Menurutnya, penyebab target penerimaan pajak akan meleset disebabkan oleh sejumlah faktor, diantaranya turunnya harga komoditas unggulan (seperti batu bara dan crude palm oil (CPO) yang sebelumnya menjadi kontributor besar penerimaan, serta pelemahan aktivitas ekspor akibat perlambatan ekonomi global.
Selain itu, basis penerimaan yang tinggi pada 2022 dan 2023 membuat pertumbuhan lebih sulit dicapai tanpa ekspansi basis pajak yang signifikan. Dengan tantangan-tantangan tersebut lanjutnya, pemerintah harus bekerja ekstra keras agar gap antara target dan realisasi tidak semakin lebar.
Lebih lanjut, Rizal membeberkan, tantangan utama penerimaan pajak tahun ini datang baik dari sisi eksternal maupun internal.
Dari sisi eksternal, perlambatan ekonomi global dan penurunan harga komoditas menekan basis pajak dari sektor ekspor dan pertambangan.
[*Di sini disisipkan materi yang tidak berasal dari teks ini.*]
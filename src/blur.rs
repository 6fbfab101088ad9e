// Separable Gaussian blur for frames and masks.
// Two passes (horizontal into a scratch buffer, then vertical into the output),
// mirroring edges as reflect-101 so borders do not darken.

use image::{GrayImage, RgbImage};

use crate::config::BlurParams;
use crate::types::GradientMask;

/// Normalized 1-D Gaussian weights; applied along x then y.
#[derive(Debug, Clone, PartialEq)]
pub struct GaussianKernel {
    pub radius: usize,
    pub weights: Vec<f32>, // 2*radius+1 entries, summing to 1.0
}

impl GaussianKernel {
    /// Build a `size`-tap kernel. Even sizes are bumped to the next odd size.
    /// A non-positive `sigma` is derived from the size:
    /// `0.3 * ((size - 1) * 0.5 - 1) + 0.8`.
    pub fn new(size: u32, sigma: f32) -> Self {
        let size = (size.max(1) | 1) as usize;
        let radius = size / 2;
        let sigma = if sigma > 0.0 {
            sigma
        } else {
            0.3 * ((size as f32 - 1.0) * 0.5 - 1.0) + 0.8
        };
        let s2 = 2.0 * sigma * sigma;

        let mut weights: Vec<f32> = (0..size)
            .map(|i| {
                let d = i as f32 - radius as f32;
                (-(d * d) / s2).exp()
            })
            .collect();
        let sum: f32 = weights.iter().sum();
        for w in &mut weights {
            *w /= sum;
        }

        Self { radius, weights }
    }

    pub fn from_params(params: &BlurParams) -> Self {
        Self::new(params.kernel_size, params.sigma)
    }
}

/// Mirror an out-of-range index back into `0..len` without repeating the edge sample.
#[inline]
fn reflect_101(i: isize, len: usize) -> usize {
    if len == 1 {
        return 0;
    }
    let last = len as isize - 1;
    let mut i = i;
    while i < 0 || i > last {
        i = if i < 0 { -i } else { 2 * last - i };
    }
    i as usize
}

/// Blur an interleaved buffer of `channels` planes.
fn blur_interleaved(
    src: &[f32],
    width: usize,
    height: usize,
    channels: usize,
    kernel: &GaussianKernel,
) -> Vec<f32> {
    let r = kernel.radius as isize;
    let mut tmp = vec![0.0f32; src.len()];
    let mut dst = vec![0.0f32; src.len()];

    // Pass 1: horizontal, src -> tmp
    for y in 0..height {
        let row = y * width;
        for x in 0..width {
            for c in 0..channels {
                let mut acc = 0.0;
                for (k, w) in kernel.weights.iter().enumerate() {
                    let sx = reflect_101(x as isize + k as isize - r, width);
                    acc += w * src[(row + sx) * channels + c];
                }
                tmp[(row + x) * channels + c] = acc;
            }
        }
    }

    // Pass 2: vertical, tmp -> dst
    for y in 0..height {
        for x in 0..width {
            for c in 0..channels {
                let mut acc = 0.0;
                for (k, w) in kernel.weights.iter().enumerate() {
                    let sy = reflect_101(y as isize + k as isize - r, height);
                    acc += w * tmp[(sy * width + x) * channels + c];
                }
                dst[(y * width + x) * channels + c] = acc;
            }
        }
    }

    dst
}

/// Blur an RGB frame; channels are rounded and saturated back to u8.
pub fn gaussian_blur_rgb(src: &RgbImage, kernel: &GaussianKernel) -> RgbImage {
    let (w, h) = src.dimensions();
    let planes: Vec<f32> = src.as_raw().iter().map(|&v| v as f32).collect();
    let out = blur_interleaved(&planes, w as usize, h as usize, 3, kernel);
    let raw = out
        .into_iter()
        .map(|v| v.round().clamp(0.0, 255.0) as u8)
        .collect();
    // Length is w*h*3 by construction.
    RgbImage::from_raw(w, h, raw).unwrap_or_else(|| RgbImage::new(w, h))
}

/// Blur a 0/255 mask into continuous blend weights in [0,1].
pub fn gaussian_blur_mask(mask: &GrayImage, kernel: &GaussianKernel) -> GradientMask {
    let (w, h) = mask.dimensions();
    let planes: Vec<f32> = mask.as_raw().iter().map(|&v| v as f32).collect();
    let alpha = blur_interleaved(&planes, w as usize, h as usize, 1, kernel)
        .into_iter()
        .map(|v| (v / 255.0).clamp(0.0, 1.0))
        .collect();
    GradientMask {
        width: w,
        height: h,
        alpha,
    }
}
Dari sisi internal, konsumsi masyarakat masih belum sepenuhnya pulih, dan investasi cenderung wait and see karena transisi pemerintahan pasca pemilu.
Selain itu, efektivitas implementasi kebijakan pajak seperti integrasi NIK-NPWP dan pengawasan pajak digital masih menghadapi kendala teknis dan administratif.
“Tanpa perbaikan signifikan pada kepatuhan dan ekstensifikasi, capaian pajak bisa sulit maksimal,” tandasnya.
Baca Juga: Duh, Lonjakan PHK Berpotensi Menggerus Kepatuhan Formal Wajib Pajak Orang Pribadi
Dalam kesempatan berbeda, Direktur Eksekutif Pratama-Kreston Tax Research Institute Prianto Budi Saptono mengungkapkan, pemerintah masih mempunyai delapan bulan tersisa hingga Desember 2025 untuk menutupi terkontraksinya penerimaan pajak pada kuartal I 2025 ini.
“Pemerintah harus optimis untuk terus menggali potensi penerimaan pajak,” kata Prianto.
Ia membeberkan, pemerintah bisa mendorong penerimaan pajak dengan meningkatkan intensitas penerbitan Surat Permintaan Penjelasan atas Data dan/atau Keterangan (SP2DK) dan pemeriksaan pajak.
Menurut Prianto, tantangan yang dihadapi petugas pajak adalah pembuktian transaksi karena siapapun wajib pajaknya pasti ingin efisiensi biaya pajak.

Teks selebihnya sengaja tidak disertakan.